Video by Koda Kumi
- Released: March 26, 2015
- Recorded: 2005–2015
- Genre: Pop, R&B
- Length: 1:04:07
- Label: Rhythm Zone ISBN 978-4800239969
- Producer: Akihiro Kubo

Koda Kumi chronology
| Hall Tour 2014: Bon Voyage (2014) | 15th Anniversary Best Live History DVD Book (2015) | Live Tour 2015: Walk of My Life (2015) |

= 15th Anniversary Best Live History DVD Book =

15th Anniversary Best Live History DVD Book (stylized as 15th Anniversary BEST LIVE HISTORY DVD BOOK) is the first compilation DVD book released by Japanese R&B-turned-pop singer Koda Kumi. The DVD book ranked No. 1 on the Rakuten Books Weekly Ranking in the pop/rock division.
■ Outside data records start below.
//! The parsed command record (spec.md §3, §4.1).

use crate::ids::{ImageId, PlacementId};

/// `a=`. Which operation this command performs.
#[derive(Debug, Clone, Copy, PartialEq, Eq)]
pub enum Action {
    Transmit,
    Query,
    TransmitAndPut,
    FrameAppend,
    Put,
    Delete,
    AnimationControl,
}

impl Action {
    pub fn from_char(c: u8) -> Option<Self> {
        match c {
            b't' => Some(Action::Transmit),
            b'q' => Some(Action::Query),
            b'T' => Some(Action::TransmitAndPut),
            b'f' => Some(Action::FrameAppend),
            b'p' => Some(Action::Put),
            b'd' => Some(Action::Delete),
            b'a' => Some(Action::AnimationControl),
            _ => None,
        }
    }
}

/// `t=`. Where the payload bytes actually come from.
#[derive(Debug, Clone, Copy, PartialEq, Eq)]
pub enum TransmissionMedium {
    Direct,
    File,
    TempFile,
}

impl TransmissionMedium {
    pub fn from_char(c: u8) -> Option<Self> {
        match c {
            b'd' => Some(TransmissionMedium::Direct),
            b'f' => Some(TransmissionMedium::File),
            b't' => Some(TransmissionMedium::TempFile),
            _ => None,
        }
    }
}

/// `d=`. Deletion scope specifier.
#[derive(Debug, Clone, Copy, PartialEq, Eq)]
pub enum DeleteSpecifier {
    /// `a`/`A` — every image (uppercase also frees placements' visible cells).
    All(bool),
    /// `i`/`I` — a specific image id, optionally by placement too.
    ById(bool),
    /// `n`/`N` — the most recently shown image at this cursor cell.
    Newest(bool),
}

impl DeleteSpecifier {
    pub fn from_char(c: u8) -> Option<Self> {
        match c {
            b'a' => Some(DeleteSpecifier::All(false)),
            b'A' => Some(DeleteSpecifier::All(true)),
            b'i' => Some(DeleteSpecifier::ById(false)),
            b'I' => Some(DeleteSpecifier::ById(true)),
            b'n' => Some(DeleteSpecifier::Newest(false)),
            b'N' => Some(DeleteSpecifier::Newest(true)),
            _ => None,
        }
    }
}

/// Reply suppression level, `q=`.
#[derive(Debug, Clone, Copy, PartialEq, Eq, Default)]
pub enum Quiet {
    /// `q=0`: report both success and errors.
    #[default]
    Verbose,
    /// `q=1`: suppress `OK` but still report errors.
    SuppressSuccess,
    /// `q=2`: suppress every reply.
    SuppressAll,
}

impl Quiet {
    pub fn from_num(n: i64) -> Self {
        match n {
            1 => Quiet::SuppressSuccess,
            2 => Quiet::SuppressAll,
            _ => Quiet::Verbose,
        }
    }
}

/// A fully parsed command. Every field defaults to "unset"; unset numeric
/// fields read as `0`, matching the wire protocol's convention that `0`
/// means "not specified" for every key except where noted.
#[derive(Debug, Clone, Default)]
pub struct Command {
    pub action: Option<Action>,
    pub quiet: Quiet,
    pub format: i64,
    pub compression_zlib: bool,
    pub transmission_medium: Option<TransmissionMedium>,
    pub delete_specifier: Option<DeleteSpecifier>,
    pub frame_pix_width: i64,
    pub frame_pix_height: i64,
    pub src_pix_x: i64,
    pub src_pix_y: i64,
    pub src_pix_width: i64,
    pub src_pix_height: i64,
    pub rows: i64,
    pub columns: i64,
    pub image_id: ImageId,
    pub image_number: u32,
    pub placement_id: PlacementId,
    pub more: i64,
    pub is_data_transmission: bool,
    pub size: i64,
    pub virtual_: bool,
    pub do_not_move_cursor: bool,
    pub frame_dst_pix_x: i64,
    pub frame_dst_pix_y: i64,
    pub replace_instead_of_blending: bool,
    pub background_color: u32,
    pub background_frame: i64,
    pub current_frame: i64,
    pub edit_frame: i64,
    pub gap: i64,
    pub animation_state: i64,
    pub loops: i64,
    pub payload: Vec<u8>,
    /// Diagnostics collected while parsing; parsing continues past these
    /// (spec.md §4.1 "best-effort").
    pub errors: Vec<String>,
}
The DVD book was available nationwide in bookstores and convenience stores.

==Information==
15th Anniversary Best Live History DVD Book is the first compilation DVD book released by Japanese singer-songwriter Koda Kumi on March 26, 2015 and published by Takarajimasha. Due to the compilation being advertised as a DVD book and not a standard DVD, it did not chart on Oricon and was given the ISBN of 978-4800239969. Instead, the DVD book ranked No. 1 on the Rakuten Books Weekly Ranking in the pop/rock division.

The DVD book was available in bookstores, convenience stores and EC sites nationwide.

While being released a year prior to her 15th Anniversary LIVE The Artist DVD, both had their cover art taken at the same times, with Koda Kumi on the same set in the same ensemble, with only slightly different poses. The art direction was very similar to that of her twelfth studio album, Walk of My Life, which had been released a week prior on March 18.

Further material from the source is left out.